Entries provided>

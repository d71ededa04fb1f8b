use std::path::PathBuf;

use anyhow::{ensure, Result};
use clap::{Args, Parser, Subcommand};

use crate::audio::capture::DEFAULT_CAPTURE_RATE;
use crate::features::{FeatureConfig, DEFAULT_MFCC_COUNT};
use crate::session::{DEFAULT_RECORDING_FILE, DEFAULT_RECORDING_SECONDS};

#[derive(Parser, Debug)]
#[command(
    name = "emotionalyzer",
    version,
    about = "Speech emotion recognition: train a classifier on a labeled corpus and classify recordings"
)]
pub struct Cli {
    /// Default log filter when RUST_LOG is unset (e.g. info, debug, emotionalyzer=trace).
    #[arg(long, global = true, default_value = "info")]
    pub log_level: String,
    #[command(subcommand)]
    pub command: Command,
}

#[derive(Subcommand, Debug)]
pub enum Command {
    /// Extract features from a corpus, grid-search the classifier and save artifacts.
    Train(TrainArgs),
    /// Classify one audio file with saved artifacts.
    Predict(PredictArgs),
    /// Record from the microphone and classify the recording.
    Record(RecordArgs),
    /// Terminal session: record or upload clips and keep a short history.
    Interactive(InteractiveArgs),
}

#[derive(Args, Debug, Clone)]
pub struct FeatureArgs {
    /// Skip MFCC means and deltas.
    #[arg(long)]
    pub no_mfcc: bool,
    /// Skip the 12 chroma bins.
    #[arg(long)]
    pub no_chroma: bool,
    /// Skip the 128 log-mel bands.
    #[arg(long)]
    pub no_mel: bool,
    /// Number of cepstral coefficients.
    #[arg(long, default_value_t = DEFAULT_MFCC_COUNT)]
    pub n_mfcc: usize,
}

impl FeatureArgs {
    pub fn feature_config(&self) -> FeatureConfig {
        FeatureConfig {
            mfcc: !self.no_mfcc,
            chroma: !self.no_chroma,
            mel: !self.no_mel,
            n_mfcc: self.n_mfcc,
        }
    }
}

#[derive(Args, Debug, Clone)]
pub struct TrainArgs {
    /// Corpus root holding Actor_* speaker directories.
    #[arg(long, value_name = "DIR")]
    pub corpus: PathBuf,
    /// Directory to write the model, scaler and report to.
    #[arg(long, value_name = "DIR")]
    pub artifacts: Option<PathBuf>,
    /// Fraction of the corpus held out for testing.
    #[arg(long, default_value_t = 0.2)]
    pub test_ratio: f64,
    /// Seed for the train/test shuffle and network initialisation.
    #[arg(long, default_value_t = 9)]
    pub seed: u64,
    /// Cross-validation folds per grid candidate.
    #[arg(long, default_value_t = 3)]
    pub folds: usize,
    /// Maximum training epochs per fit.
    #[arg(long, default_value_t = 500)]
    pub max_iter: usize,
    /// Path to a JSON parameter grid.
    #[arg(long, value_name = "PATH", conflicts_with = "grid_json")]
    pub grid_file: Option<PathBuf>,
    /// Inline JSON parameter grid.
    #[arg(long, value_name = "JSON", conflicts_with = "grid_file")]
    pub grid_json: Option<String>,
    #[command(flatten)]
    pub features: FeatureArgs,
}

impl TrainArgs {
    pub fn validate(&self) -> Result<()> {
        ensure!(
            self.corpus.is_dir(),
            "corpus directory does not exist: {:?}",
            self.corpus
        );
        ensure!(
            self.test_ratio > 0.0 && self.test_ratio < 1.0,
            "test ratio must lie strictly between 0 and 1, got {}",
            self.test_ratio
        );
        Ok(())
    }
}

#[derive(Args, Debug, Clone)]
pub struct PredictArgs {
    /// Audio file to classify.
    #[arg(value_name = "FILE")]
    pub file: PathBuf,
    /// Directory holding emotion_model.json and scaler.json. The feature
    /// configuration is read back from the scaler.
    #[arg(long, value_name = "DIR")]
    pub artifacts: Option<PathBuf>,
    /// Print the probability of every class.
    #[arg(long)]
    pub distribution: bool,
}

#[derive(Args, Debug, Clone)]
pub struct CaptureArgs {
    /// Optional input device name.
    #[arg(long)]
    pub device: Option<String>,
    /// Recording length in seconds.
    #[arg(long, default_value_t = DEFAULT_RECORDING_SECONDS as f64)]
    pub duration: f64,
    /// Rate the recording is resampled to and saved at.
    #[arg(long, default_value_t = DEFAULT_CAPTURE_RATE)]
    pub sample_rate: u32,
    /// Where the recording is written before classification.
    #[arg(long, value_name = "PATH", default_value = DEFAULT_RECORDING_FILE)]
    pub output: PathBuf,
}

impl CaptureArgs {
    pub fn validate(&self) -> Result<()> {
        ensure!(
            self.duration.is_finite() && self.duration > 0.0,
            "duration must be positive, got {}",
            self.duration
        );
        ensure!(self.sample_rate > 0, "sample rate must be positive");
        Ok(())
    }
}

#[derive(Args, Debug, Clone)]
pub struct RecordArgs {
    #[arg(long, value_name = "DIR")]
    pub artifacts: Option<PathBuf>,
    #[command(flatten)]
    pub capture: CaptureArgs,
}

#[derive(Args, Debug, Clone)]
pub struct InteractiveArgs {
    #[arg(long, value_name = "DIR")]
    pub artifacts: Option<PathBuf>,
    #[command(flatten)]
    pub capture: CaptureArgs,
}

#[cfg(test)]
mod tests {
    use super::{Cli, Command};
    use clap::Parser;
    use std::path::PathBuf;

    #[test]
    fn train_defaults_follow_reference_setup() {
        let cli = Cli::try_parse_from(["emotionalyzer", "train", "--corpus", "data"]).unwrap();
        assert_eq!(cli.log_level, "info");
        let Command::Train(args) = cli.command else {
            panic!("expected train command");
        };
        assert_eq!(args.corpus, PathBuf::from("data"));
        assert_eq!(args.test_ratio, 0.2);
        assert_eq!(args.seed, 9);
        assert_eq!(args.folds, 3);
        assert_eq!(args.max_iter, 500);
        assert_eq!(args.features.feature_config().dimension(), 202);
    }

    #[test]
    fn grid_sources_are_exclusive() {
        let result = Cli::try_parse_from([
            "emotionalyzer",
            "train",
            "--corpus",
            "data",
            "--grid-file",
            "grid.json",
            "--grid-json",
            "{}",
        ]);
        assert!(result.is_err());
    }

    #[test]
    fn feature_toggles_only_apply_to_training() {
        let cli = Cli::try_parse_from([
            "emotionalyzer",
            "--log-level",
            "debug",
            "train",
            "--corpus",
            "data",
            "--no-chroma",
            "--n-mfcc",
            "36",
        ])
        .unwrap();
        assert_eq!(cli.log_level, "debug");
        let Command::Train(args) = cli.command else {
            panic!("expected train command");
        };
        let config = args.features.feature_config();
        assert!(!config.chroma);
        assert_eq!(config.dimension(), 36 * 2 + 128 + 2);

        for command in ["predict", "record", "interactive"] {
            let mut argv = vec!["emotionalyzer", command];
            if command == "predict" {
                argv.push("clip.wav");
            }
            argv.push("--no-chroma");
            assert!(Cli::try_parse_from(argv).is_err(), "{} took --no-chroma", command);
        }
    }

    #[test]
    fn record_defaults_and_validation() {
        let cli = Cli::try_parse_from(["emotionalyzer", "record"]).unwrap();
        let Command::Record(args) = cli.command else {
            panic!("expected record command");
        };
        assert_eq!(args.capture.duration, 5.0);
        assert_eq!(args.capture.sample_rate, 22_050);
        assert_eq!(args.capture.output, PathBuf::from("real_time_audio.wav"));
        args.capture.validate().unwrap();

        let cli =
            Cli::try_parse_from(["emotionalyzer", "record", "--duration", "0"]).unwrap();
        let Command::Record(args) = cli.command else {
            panic!("expected record command");
        };
        assert!(args.capture.validate().is_err());
    }
}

Exercise brief>
For this exercise, give every entry again exactly as it appears.

The answer>
repository d71ededa04fb1f8b
use std::path::PathBuf;

use anyhow::{ensure, Result};
use clap::{Args, Parser, Subcommand};

use crate::audio::capture::DEFAULT_CAPTURE_RATE;
use crate::features::{FeatureConfig, DEFAULT_MFCC_COUNT};
use crate::session::{DEFAULT_RECORDING_FILE, DEFAULT_RECORDING_SECONDS};

#[derive(Parser, Debug)]
#[command(
    name = "emotionalyzer",
    version,
    about = "Speech emotion recognition: train a classifier on a labeled corpus and classify recordings"
)]
pub struct Cli {
    /// Default log filter when RUST_LOG is unset (e.g. info, debug, emotionalyzer=trace).
    #[arg(long, global = true, default_value = "info")]
    pub log_level: String,
    #[command(subcommand)]
    pub command: Command,
}

#[derive(Subcommand, Debug)]
pub enum Command {
    /// Extract features from a corpus, grid-search the classifier and save artifacts.
    Train(TrainArgs),
    /// Classify one audio file with saved artifacts.
    Predict(PredictArgs),
    /// Record from the microphone and classify the recording.
    Record(RecordArgs),
    /// Terminal session: record or upload clips and keep a short history.
    Interactive(InteractiveArgs),
}

#[derive(Args, Debug, Clone)]
pub struct FeatureArgs {
    /// Skip MFCC means and deltas.
    #[arg(long)]
    pub no_mfcc: bool,
    /// Skip the 12 chroma bins.
    #[arg(long)]
    pub no_chroma: bool,
    /// Skip the 128 log-mel bands.
    #[arg(long)]
    pub no_mel: bool,
    /// Number of cepstral coefficients.
    #[arg(long, default_value_t = DEFAULT_MFCC_COUNT)]
    pub n_mfcc: usize,
}

impl FeatureArgs {
    pub fn feature_config(&self) -> FeatureConfig {
        FeatureConfig {
            mfcc: !self.no_mfcc,
            chroma: !self.no_chroma,
            mel: !self.no_mel,
            n_mfcc: self.n_mfcc,
        }
    }
}

#[derive(Args, Debug, Clone)]
pub struct TrainArgs {
    /// Corpus root holding Actor_* speaker directories.
    #[arg(long, value_name = "DIR")]
    pub corpus: PathBuf,
    /// Directory to write the model, scaler and report to.
    #[arg(long, value_name = "DIR")]
    pub artifacts: Option<PathBuf>,
    /// Fraction of the corpus held out for testing.
    #[arg(long, default_value_t = 0.2)]
    pub test_ratio: f64,
    /// Seed for the train/test shuffle and network initialisation.
    #[arg(long, default_value_t = 9)]
    pub seed: u64,
    /// Cross-validation folds per grid candidate.
    #[arg(long, default_value_t = 3)]
    pub folds: usize,
    /// Maximum training epochs per fit.
    #[arg(long, default_value_t = 500)]
    pub max_iter: usize,
    /// Path to a JSON parameter grid.
    #[arg(long, value_name = "PATH", conflicts_with = "grid_json")]
    pub grid_file: Option<PathBuf>,
    /// Inline JSON parameter grid.
    #[arg(long, value_name = "JSON", conflicts_with = "grid_file")]
    pub grid_json: Option<String>,
    #[command(flatten)]
    pub features: FeatureArgs,
}

impl TrainArgs {
    pub fn validate(&self) -> Result<()> {
        ensure!(
            self.corpus.is_dir(),
            "corpus directory does not exist: {:?}",
            self.corpus
        );
        ensure!(
            self.test_ratio > 0.0 && self.test_ratio < 1.0,
            "test ratio must lie strictly between 0 and 1, got {}",
            self.test_ratio
        );
        Ok(())
    }
}

#[derive(Args, Debug, Clone)]
pub struct PredictArgs {
    /// Audio file to classify.
    #[arg(value_name = "FILE")]
    pub file: PathBuf,
    /// Directory holding emotion_model.json and scaler.json. The feature
    /// configuration is read back from the scaler.
    #[arg(long, value_name = "DIR")]
    pub artifacts: Option<PathBuf>,
    /// Print the probability of every class.
    #[arg(long)]
    pub distribution: bool,
}

#[derive(Args, Debug, Clone)]
pub struct CaptureArgs {
    /// Optional input device name.
    #[arg(long)]
    pub device: Option<String>,
    /// Recording length in seconds.
    #[arg(long, default_value_t = DEFAULT_RECORDING_SECONDS as f64)]
    pub duration: f64,
    /// Rate the recording is resampled to and saved at.
    #[arg(long, default_value_t = DEFAULT_CAPTURE_RATE)]
    pub sample_rate: u32,
    /// Where the recording is written before classification.
    #[arg(long, value_name = "PATH", default_value = DEFAULT_RECORDING_FILE)]
    pub output: PathBuf,
}

impl CaptureArgs {
    pub fn validate(&self) -> Result<()> {
        ensure!(
            self.duration.is_finite() && self.duration > 0.0,
            "duration must be positive, got {}",
            self.duration
        );
        ensure!(self.sample_rate > 0, "sample rate must be positive");
        Ok(())
    }
}

#[derive(Args, Debug, Clone)]
pub struct RecordArgs {
    #[arg(long, value_name = "DIR")]
    pub artifacts: Option<PathBuf>,
    #[command(flatten)]
    pub capture: CaptureArgs,
}

#[derive(Args, Debug, Clone)]
pub struct InteractiveArgs {
    #[arg(long, value_name = "DIR")]
    pub artifacts: Option<PathBuf>,
    #[command(flatten)]
    pub capture: CaptureArgs,
}

#[cfg(test)]
mod tests {
    use super::{Cli, Command};
    use clap::Parser;
    use std::path::PathBuf;

    #[test]
    fn train_defaults_follow_reference_setup() {
        let cli = Cli::try_parse_from(["emotionalyzer", "train", "--corpus", "data"]).unwrap();
        assert_eq!(cli.log_level, "info");
        let Command::Train(args) = cli.command else {
            panic!("expected train command");
        };
        assert_eq!(args.corpus, PathBuf::from("data"));
        assert_eq!(args.test_ratio, 0.2);
        assert_eq!(args.seed, 9);
        assert_eq!(args.folds, 3);
        assert_eq!(args.max_iter, 500);
        assert_eq!(args.features.feature_config().dimension(), 202);
    }

    #[test]
    fn grid_sources_are_exclusive() {
        let result = Cli::try_parse_from([
            "emotionalyzer",
            "train",
            "--corpus",
            "data",
            "--grid-file",
            "grid.json",
            "--grid-json",
            "{}",
        ]);
        assert!(result.is_err());
    }

    #[test]
    fn feature_toggles_only_apply_to_training() {
        let cli = Cli::try_parse_from([
            "emotionalyzer",
            "--log-level",
            "debug",
            "train",
            "--corpus",
            "data",
            "--no-chroma",
            "--n-mfcc",
            "36",
        ])
        .unwrap();
        assert_eq!(cli.log_level, "debug");
        let Command::Train(args) = cli.command else {
            panic!("expected train command");
        };
        let config = args.features.feature_config();
        assert!(!config.chroma);
        assert_eq!(config.dimension(), 36 * 2 + 128 + 2);

        for command in ["predict", "record", "interactive"] {
            let mut argv = vec!["emotionalyzer", command];
            if command == "predict" {
                argv.push("clip.wav");
            }
            argv.push("--no-chroma");
            assert!(Cli::try_parse_from(argv).is_err(), "{} took --no-chroma", command);
        }
    }

    #[test]
    fn record_defaults_and_validation() {
        let cli = Cli::try_parse_from(["emotionalyzer", "record"]).unwrap();
        let Command::Record(args) = cli.command else {
            panic!("expected record command");
        };
        assert_eq!(args.capture.duration, 5.0);
        assert_eq!(args.capture.sample_rate, 22_050);
        assert_eq!(args.capture.output, PathBuf::from("real_time_audio.wav"));
        args.capture.validate().unwrap();

        let cli =
            Cli::try_parse_from(["emotionalyzer", "record", "--duration", "0"]).unwrap();
        let Command::Record(args) = cli.command else {
            panic!("expected record command");
        };
        assert!(args.capture.validate().is_err());
    }
}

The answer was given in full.